About the project

NOTE: Articles, sources and reviews added now every three days since March 2013.

The web is a fantastic tool, whose applications and implications are progressing at an exponential rate. So are the studies on Hellenistic and Imperial Central Asia, that really have begun to develop in the 70s and are increasing since the last twenty years. Websites dealing with ancient Central Asia exist, as well as digitized version of books, articles and reviews on the subject. But, even at the dawn of the “semantic web”, they are dispatched and thinly spread, the consequences being a great difficulty for everyone to find them and, often, the frustration to find digitized sources in a later stage, way after it would be needed.

The work presented here is made of the will to resolve this problem. This blog will mostly function like a portal: internet ressources will be listed in a large bibliography, with incorporated links to their current location on the web. This site will not host books neither articles. In this way, if an author wants to remove its work from the net, he won’t have to pay attention of this website. It’s also a way to thank those authors for their work, by repercuting in the statistics of their homepage the amount of views that can bring our website.

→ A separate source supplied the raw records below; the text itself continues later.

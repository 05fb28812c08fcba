use chrono::Utc;
use uuid::Uuid;

use fundas_domain::order::OrderStatus;

use crate::domain::repository::{CartRepository, OrderRepository};
use crate::domain::types::{CustomerDetails, Order, User};
use crate::error::TiendaServiceError;

// ── CreateOrder ──────────────────────────────────────────────────────────────

pub struct CreateOrderInput {
    pub cart_id: Uuid,
    pub customer: Option<CustomerDetails>,
    pub payment_method: String,
    pub user_id: Option<Uuid>,
}

pub struct CreateOrderUseCase<O: OrderRepository, C: CartRepository> {
    pub orders: O,
    pub carts: C,
}

impl<O: OrderRepository, C: CartRepository> CreateOrderUseCase<O, C> {
    /// The order total is the cart's total, copied verbatim at this
    /// moment; later catalog changes never touch it.
    pub async fn execute(&self, input: CreateOrderInput) -> Result<Order, TiendaServiceError> {
        let cart = self
            .carts
            .find_by_id(input.cart_id)
            .await?
            .ok_or(TiendaServiceError::CartNotFound)?;

        let order = Order {
            id: Uuid::new_v4(),
            cart_id: cart.id,
            user_id: input.user_id,
            customer: input.customer,
            payment_method: input.payment_method,
            total: cart.total,
            status: OrderStatus::Pending,
            created_at: Utc::now(),
        };
        self.orders.create(&order).await?;
        Ok(order)
    }
}

// ── ListOrders ───────────────────────────────────────────────────────────────

pub struct ListOrdersUseCase<O: OrderRepository> {
    pub orders: O,
}

impl<O: OrderRepository> ListOrdersUseCase<O> {
    /// Admins see every order; customers only their own.
    pub async fn execute(&self, acting: &User) -> Result<Vec<Order>, TiendaServiceError> {
        if acting.role.is_admin() {
            self.orders.list_all().await
        } else {
            self.orders.list_by_user(acting.id).await
        }
    }
}

// ── GetOrder ─────────────────────────────────────────────────────────────────

pub struct GetOrderUseCase<O: OrderRepository> {
    pub orders: O,
}

impl<O: OrderRepository> GetOrderUseCase<O> {
    pub async fn execute(&self, acting: &User, id: Uuid) -> Result<Order, TiendaServiceError> {
        let order = self
            .orders
            .find_by_id(id)
            .await?
            .ok_or(TiendaServiceError::OrderNotFound)?;
        if !acting.role.is_admin() && order.user_id != Some(acting.id) {
            return Err(TiendaServiceError::Forbidden);
        }
        Ok(order)
    }
}
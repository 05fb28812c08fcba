use sea_orm::entity::prelude::*;

/// Cart line item. `product_id` carries no foreign key on purpose:
/// items referencing a product that no longer exists are kept and
/// simply contribute zero to the cart total.
#[derive(Clone, Debug, PartialEq, Eq, DeriveEntityModel)]
#[sea_orm(table_name = "cart_items")]
pub struct Model {
    #[sea_orm(primary_key, auto_increment = false)]
    pub id: Uuid,
    pub cart_id: Uuid,
    pub product_id: Uuid,
    pub quantity: i32,
    pub size: String,
    pub color: String,
}

#[derive(Copy, Clone, Debug, EnumIter, DeriveRelation)]
pub enum Relation {
    #[sea_orm(
        belongs_to = "super::carts::Entity",
        from = "Column::CartId",
        to = "super::carts::Column::Id"
    )]
    Carts,
}

impl Related<super::carts::Entity> for Entity {
    fn to() -> RelationDef {
        Relation::Carts.def()
    }
}

impl ActiveModelBehavior for ActiveModel {}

The main focus of the works presented here is what lays between Eastern Iranian plateau to the West and the Ganges Valley to the East, the Russian steppes to the North and the Indian Ocean to the South. This area don’t show any geographical unity, but shall be taken as one entity to understand what happened during Hellenistic and Imperial times in Antiquity. The chronological timeframe will mostly be from the death of Alexander the Great in 323 BC to the Sassanian uprising in 224 AD.

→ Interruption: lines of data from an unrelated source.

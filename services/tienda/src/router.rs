use axum::{
    Router,
    http::HeaderValue,
    routing::{delete, get, post, put},
};
use tower_http::cors::{Any, CorsLayer};
use tower_http::trace::TraceLayer;

use fundas_core::health::{healthz, readyz};
use fundas_core::middleware::request_id_layer;

use crate::handlers::root;
use crate::handlers::{
    admin::{get_statistics, list_users},
    auth::{get_me, login, register},
    cart::{create_cart, get_cart},
    order::{create_order, get_order, list_orders},
    payment::{create_checkout, get_payment_status, stripe_webhook},
    product::{
        create_product, delete_product, get_product, list_categories, list_products,
        update_product,
    },
};
use crate::state::AppState;

fn cors_layer(origins: Option<&str>) -> CorsLayer {
    match origins {
        None => CorsLayer::permissive(),
        Some(raw) => {
            let origins: Vec<HeaderValue> = raw
                .split(',')
                .filter_map(|origin| origin.trim().parse().ok())
                .collect();
            CorsLayer::new()
                .allow_origin(origins)
                .allow_methods(Any)
                .allow_headers(Any)
        }
    }
}

pub fn build_router(state: AppState, cors_origins: Option<&str>) -> Router {
    let api = Router::new()
        // Banner
        .route("/", get(root))
        // Auth
        .route("/auth/register", post(register))
        .route("/auth/login", post(login))
        .route("/auth/me", get(get_me))
        // Catalog
        .route("/productos", post(create_product))
        .route("/productos", get(list_products))
        .route("/productos/{id}", get(get_product))
        .route("/productos/{id}", put(update_product))
        .route("/productos/{id}", delete(delete_product))
        .route("/categorias", get(list_categories))
        // Carts
        .route("/carrito", post(create_cart))
        .route("/carrito/{id}", get(get_cart))
        // Orders
        .route("/pedidos", post(create_order))
        .route("/pedidos", get(list_orders))
        .route("/pedidos/{id}", get(get_order))
        // Payments
        .route("/pagos/checkout", post(create_checkout))
        .route("/pagos/status/{session_id}", get(get_payment_status))
        .route("/webhook/stripe", post(stripe_webhook))
        // Administration
        .route("/admin/usuarios", get(list_users))
        .route("/admin/estadisticas", get(get_statistics));

    Router::new()
        // Health
        .route("/healthz", get(healthz))
        .route("/readyz", get(readyz))
        .nest("/api", api)
        .layer(TraceLayer::new_for_http())
        .layer(request_id_layer())
        .layer(cors_layer(cors_origins))
        .with_state(state)
}
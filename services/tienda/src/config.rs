use serde::Deserialize;

use fundas_core::config::Config;

/// Store service configuration loaded from environment variables.
///
/// Stripe keys are optional: without them the service runs fine but the
/// payment endpoints answer 503.
#[derive(Debug, Deserialize)]
pub struct TiendaConfig {
    /// PostgreSQL connection URL. Env var: `DATABASE_URL`.
    pub database_url: String,
    /// TCP port for the HTTP server (default 3001). Env var: `TIENDA_PORT`.
    #[serde(default = "default_port")]
    pub tienda_port: u16,
    /// Process-wide HS256 signing secret. Env var: `JWT_SECRET`.
    pub jwt_secret: String,
    /// Stripe secret API key (`sk_...`). Env var: `STRIPE_API_KEY`.
    pub stripe_api_key: Option<String>,
    /// Stripe webhook endpoint secret (`whsec_...`). Env var: `STRIPE_WEBHOOK_SECRET`.
    pub stripe_webhook_secret: Option<String>,
    /// Comma-separated allowed CORS origins; unset means allow any. Env var: `CORS_ORIGINS`.
    pub cors_origins: Option<String>,
}

impl Config for TiendaConfig {}

fn default_port() -> u16 {
    3001
}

Most of the work will come from databases like Persee, Encyclopaedia Iranica Online or homepage of specialists. Partially available work like in GoogleBooks are also now being added, with the google-g-logo-2012 symbol next to.

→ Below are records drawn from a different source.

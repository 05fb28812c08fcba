// Module name shadows the `serde` crate; use `::serde` for the external crate.
use ::serde::Serializer;
use chrono::{DateTime, SecondsFormat, Utc};

/// Serialize `DateTime<Utc>` as RFC 3339 with millisecond precision, the
/// timestamp format the storefront has always consumed.
pub fn to_rfc3339_ms<S>(dt: &DateTime<Utc>, s: S) -> Result<S::Ok, S::Error>
where
    S: Serializer,
{
    s.serialize_str(&dt.to_rfc3339_opts(SecondsFormat::Millis, true))
}
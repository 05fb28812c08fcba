use sea_orm::entity::prelude::*;

/// Durable order derived from a cart. `total` is a snapshot of the cart's
/// total at creation time, decoupled from any later catalog change.
#[derive(Clone, Debug, PartialEq, DeriveEntityModel)]
#[sea_orm(table_name = "orders")]
pub struct Model {
    #[sea_orm(primary_key, auto_increment = false)]
    pub id: Uuid,
    pub cart_id: Uuid,
    pub user_id: Option<Uuid>,
    pub customer_name: Option<String>,
    pub customer_email: Option<String>,
    pub customer_phone: Option<String>,
    pub customer_address: Option<String>,
    pub customer_city: Option<String>,
    pub customer_postal_code: Option<String>,
    pub payment_method: String,
    pub total: f64,
    pub status: String,
    pub created_at: chrono::DateTime<chrono::Utc>,
}

#[derive(Copy, Clone, Debug, EnumIter, DeriveRelation)]
pub enum Relation {}

impl ActiveModelBehavior for ActiveModel {}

Works are listed as follows:

Books: Name, Abbreviated surname, title, location and date. [Language in flag].

Articles: Name, Abbreviated surname, “title of the article”, name of the journal, number (and date) of the issue, pages of the article. [Language in flag].

Part of collective work:  Name, Abbreviated surname, “title of the chapter”, in Name, Abbreviated surname, name of the collective work, location and date. [Language in flag].

For work on electronic version only: same but the link is shown at the end of the sentence. [Language in flag].

MapsIntitled of the map, author

Sources: Author if known, Name of the source, (book from which it is extract). [Language of the translations and commentaries in flag]. [Script or/and language of the source by a letter]

Internet usually gives free copyright translations, so they should be used carefully and only give you indications on the text’s meaning (you always should use the latest translations for academic works). For ancient languages, here are the symbols used:

: ancient Greek (script and language).

: Kharosthi (script. Usually Prakrit language).

: Brahmi (script. Usually Prakrit language, sometimes sanskrit).

: Sogdian (script and language).

: Runic (script. Unknown or untranslated languages from nomadic people).

: Latin (script and language)

: Chinese (script and language)

Do no forget to read the “How to use the database” thread in order to correctly begin your researches on the website!

Interview on AHE: here.

Many thanks to Aditya Banerjee for helping sharing interesting and useful books!

  1. #1 by Ulf Jäger on July 17, 2012 - 16:45

    Fantastic!!! Great!!! Thanks a lot!!! All best wishes and greetings, Ulf

  2. #3 by rogerios on July 25, 2012 - 23:30

    Du très beau travail. Merci beaucoup! Votre blog est quelque chose qui manquait vraiment à tous ceux qui aiment l’histoire de l’Asie Centrale, particulièrement lors de l^époque hellénistique.

    • #4 by Antoine on July 27, 2012 - 18:31

      Merci beaucoup! Je vais me charger de le mettre constamment à jour et de le développer 🙂

  3. #5 by Sara Peterson on August 5, 2012 - 11:52

    Thank you so much for all you work in creating this site. It’s a great resource.

    Cordialement,
    Sara Peterson

  4. #6 by John Hill on August 6, 2012 - 01:02

    Thanks so much, Antoine. This should be a very useful site indeed. All best wishes, John Hill

  5. #7 by Th. Castelli on March 19, 2014 - 18:43

    • #8 by Antoine on March 19, 2014 - 20:26

      Effectivement! Merci beaucoup!

  6. #9 by Marcela Ruggeri on September 17, 2014 - 06:09

    wonderful…I’ve been studying the area for the last 5 years…!

  7. #10 by Reza Khan on October 16, 2016 - 22:38

    I see you go from Greek to Kharoshti but Kharoshthi actually came from aramaic as that was the language the Achaemenid Persians introduced to Afghanistan and Gandhara. The achaemenids preceded the Greeks and Bactrian Greeks by abt 250 years.